Author-email: Aferiad Kamal <kamal@aferiad.xyz>
Project-URL: Homepage, https://numforge.gadzarts.xyz/
Classifier: Programming Language :: Python :: 3
Classifier: License :: OSI Approved :: MIT License
Classifier: Operating System :: OS Independent
Requires-Python: >=3.8
Description-Content-Type: text/markdown
Requires-Dist: numpy>=1.20.0
Requires-Dist: matplotlib>=3.3.0

# numforge 🧬

> **NumPy + engineering numerical methods cheatcode pack.**

`numforge` (built as `numpyy` internally) is a lightweight Python library designed for engineering students. It wraps NumPy and adds essential numerical methods, formulas, and code snippets taught in introductory numerical analysis courses.

## Installation

```bash
pip install numforge
```

## Import Style

```python
import numpyy as np
```

## Why numforge?

| Feature                  | NumPy | numforge |
| ------------------------ | ----- | -------- |
| Numerical methods        | ❌     | ✅        |
| Formula database         | ❌     | ✅        |
| Exam snippets            | ❌     | ✅        |
| Educational explanations | ❌     | ✅        |
| Step-by-step tables      | ❌     | ✅        |
| Exam-ready representations| ❌     | ✅        |
| Lab Assistant Mode       | ❌     | ✅        |
| **TP Report Generation**  | ❌     | ✅        |

---

## 🧪 Lab Assistant Mode

Need a quick workflow for your lab or project?

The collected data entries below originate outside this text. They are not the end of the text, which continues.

//! Atomic I/O operations with file locking

use std::fs::{self, File, OpenOptions};
use std::io::{ErrorKind, Read, Write};
use std::path::Path;

use fs2::FileExt;

use crate::{Error, NormalizedPath, Result};

/// Write content atomically to a file with locking.
///
/// Uses write-to-temp-then-rename strategy to prevent partial writes.
/// Acquires an advisory lock to prevent concurrent access.
pub fn write_atomic(path: &NormalizedPath, content: &[u8]) -> Result<()> {
    let native_path = path.to_native();

    if let Some(parent) = native_path.parent()
        && !parent.as_os_str().is_empty()
    {
        fs::create_dir_all(parent).map_err(|e| Error::io(parent, e))?;
    }

    // Temp file lives beside the target so the rename stays on one filesystem
    let temp_name = format!(
        ".{}.{}.tmp",
        native_path
            .file_name()
            .map(|n| n.to_string_lossy())
            .unwrap_or_default(),
        std::process::id()
    );
    let temp_path = native_path.with_file_name(&temp_name);

    let temp_file = OpenOptions::new()
        .write(true)
        .create(true)
        .truncate(true)
        .open(&temp_path)
        .map_err(|e| Error::io(&temp_path, e))?;

    if let Err(e) = fill_and_rename(temp_file, &temp_path, &native_path, content) {
        if let Err(cleanup) = fs::remove_file(&temp_path) {
            tracing::warn!(path = %temp_path.display(), error = %cleanup, "could not remove temp file");
        }
        return Err(e);
    }

    tracing::trace!(path = %path, bytes = content.len(), "wrote file atomically");
    Ok(())
}

/// Write, sync and unlock the temp file, then move it over `target`.
///
/// The temp file handle is closed before returning.
fn fill_and_rename(
    mut temp_file: File,
    temp_path: &Path,
    target: &Path,
    content: &[u8],
) -> Result<()> {
    temp_file.lock_exclusive().map_err(|_| Error::LockFailed {
        path: target.to_path_buf(),
    })?;

    temp_file
        .write_all(content)
        .map_err(|e| Error::io(temp_path, e))?;
    temp_file.sync_all().map_err(|e| Error::io(temp_path, e))?;

    temp_file.unlock().map_err(|_| Error::LockFailed {
        path: target.to_path_buf(),
    })?;
    drop(temp_file);

    fs::rename(temp_path, target).map_err(|e| Error::io(target, e))
}

/// Write content to a path that must not exist yet.
///
/// Fails with [`Error::AlreadyExists`] instead of replacing an existing file.
pub fn write_new(path: &NormalizedPath, content: &[u8]) -> Result<()> {
    let native_path = path.to_native();

    if let Some(parent) = native_path.parent()
        && !parent.as_os_str().is_empty()
    {
        fs::create_dir_all(parent).map_err(|e| Error::io(parent, e))?;
    }

    let mut file = match OpenOptions::new()
        .write(true)
        .create_new(true)
        .open(&native_path)
    {
        Ok(file) => file,
        Err(e) if e.kind() == ErrorKind::AlreadyExists => {
            return Err(Error::AlreadyExists { path: native_path });
        }
        Err(e) => return Err(Error::io(&native_path, e)),
    };

    file.lock_exclusive().map_err(|_| Error::LockFailed {
        path: native_path.clone(),
    })?;
    file.write_all(content)
        .map_err(|e| Error::io(&native_path, e))?;
    file.sync_all().map_err(|e| Error::io(&native_path, e))?;

    Ok(())
}

/// Read the full contents of a file while holding a shared lock.
///
/// Reads through the locked handle so a concurrent atomic writer cannot
/// interleave with the read.
pub fn read_locked(path: &NormalizedPath) -> Result<Vec<u8>> {
    let native_path = path.to_native();
    let file = File::open(&native_path).map_err(|e| Error::io(&native_path, e))?;

    file.lock_shared().map_err(|_| Error::LockFailed {
        path: native_path.clone(),
    })?;

    let mut content = Vec::new();
    (&file)
        .read_to_end(&mut content)
        .map_err(|e| Error::io(&native_path, e))?;

    // Lock released when file is dropped
    Ok(content)
}

/// Whether two paths name the same file on disk.
///
/// Paths that do not exist are compared by their normalized text.
pub fn same_file(a: &NormalizedPath, b: &NormalizedPath) -> bool {
    if a == b {
        return true;
    }
    match (dunce::canonicalize(a.to_native()), dunce::canonicalize(b.to_native())) {
        (Ok(a), Ok(b)) => a == b,
        _ => false,
    }
}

Use `solve_tp`:

```python
import numpyy as np
np.solve_tp("interpolation")
```

Want to generate a professional Markdown report for your results?

```python
findings = [
    {'method': 'Simpson', 'result': 0.3333, 'error': 1e-7},
    {'method': 'Trapezoidal', 'result': 0.3437, 'error': 0.01}
]
np.tp_report("Integration Lab", "Student Name", findings)
```

---

## 🎓 Educational Features

### Educational Mode
See intermediate steps, formulas, and error warnings:
```python
np.set_mode("educational") # Global
np.simpson(f, 0, 1, educational=True) # Per call
```

### Help & Summary
```python
np.explain("simpson") # Instant revision guide
np.exam_formula_sheet() # Compact printable revision page 😭
```

---

## 🛠 Modules & Functions

### 1. Floating Point & Errors (`np.floating`)
*   `np.float_repr(x)` - **Exam Clutch:** Sign, Exponent, Mantissa representation
*   `np.ieee754_encode(x)` / `np.ieee754_decode(bits)` - IEEE754 components
*   `np.cancellation_demo()` / `np.absorption_demo()` - Precision loss demos
*   **Constants:** `np.EPSILON`, `np.FLOAT32_EPSILON`, `np.FLOAT64_EPSILON`

### 2. Interpolation (`np.interpolation`)
*   `np.lagrange(x_pts, y_pts)` / `np.newton_interpolation(x_pts, y_pts)`
*   `np.newton_polynomial(x_pts, coeffs)` - Newton form evaluation
*   `np.divided_differences(x, y)` - Newton coefficients
*   `np.chebyshev_nodes(a, b, n)` - Optimal nodes
*   `np.vandermonde_matrix(x)` - Construct Vandermonde matrix
*   `np.legendre(n)` - Legendre coefficients via recurrence

### 3. Approximation & Stability (`np.approximation`)
*   `np.least_squares(x, y, degree)` / `np.least_squares_origin(x, y)`
*   `np.normal_equations(x, y, degree)` - Returns $(A^T A, A^T y)$
*   `np.condition_number(A)` / `np.is_ill_conditioned(A)` - Stability checks

### 4. Polynomials (`np.polynomials`)
*   `np.horner(coeffs, x)` / `np.horner_steps(coeffs, x)` - Horner's evaluation
*   `np.pretty_polynomial(coeffs)` - `P(x) = 3x^2 - 2x + 1`
*   `np.taylor(f, a, n)` - Taylor series coefficients

### 5. Numerical Integration (`np.integration`)
*   **Methods:** `np.rectangle`, `np.midpoint`, `np.trapezoidal`, `np.simpson`
*   **Composite:** `np.composite_trapezoidal`, `np.composite_simpson`, `np.composite_midpoint`
*   **Error Formulas:** `np.trapezoidal_error`, `np.simpson_error`, etc.
*   **Gauss:** `np.gauss_legendre(f, a, b, n)`

### 6. Numerical Differentiation (`np.differentiation`)
*   `np.forward_diff`, `np.backward_diff`, `np.centered_diff`
*   `np.second_derivative`, `np.third_derivative`, `np.nth_derivative`
*   `np.optimal_h(f, x)` / `np.taylor_error(...)`

### 7. ODE Solvers (`np.ode`)
*   `np.euler`, `np.rk4`, `np.adams_bashforth`, `np.adams_moulton`

---

## 📊 Plotting Helpers
```python
np.plot_interpolation(f, poly, x_pts, y_pts, a, b)
np.plot_runge_phenomenon(n_points)
np.plot_convergence(ns, errors)
np.plot_integration(f, a, b, method="simpson")
```

---

## 🚀 Examples
Check `demo.py` for a complete tour of the library.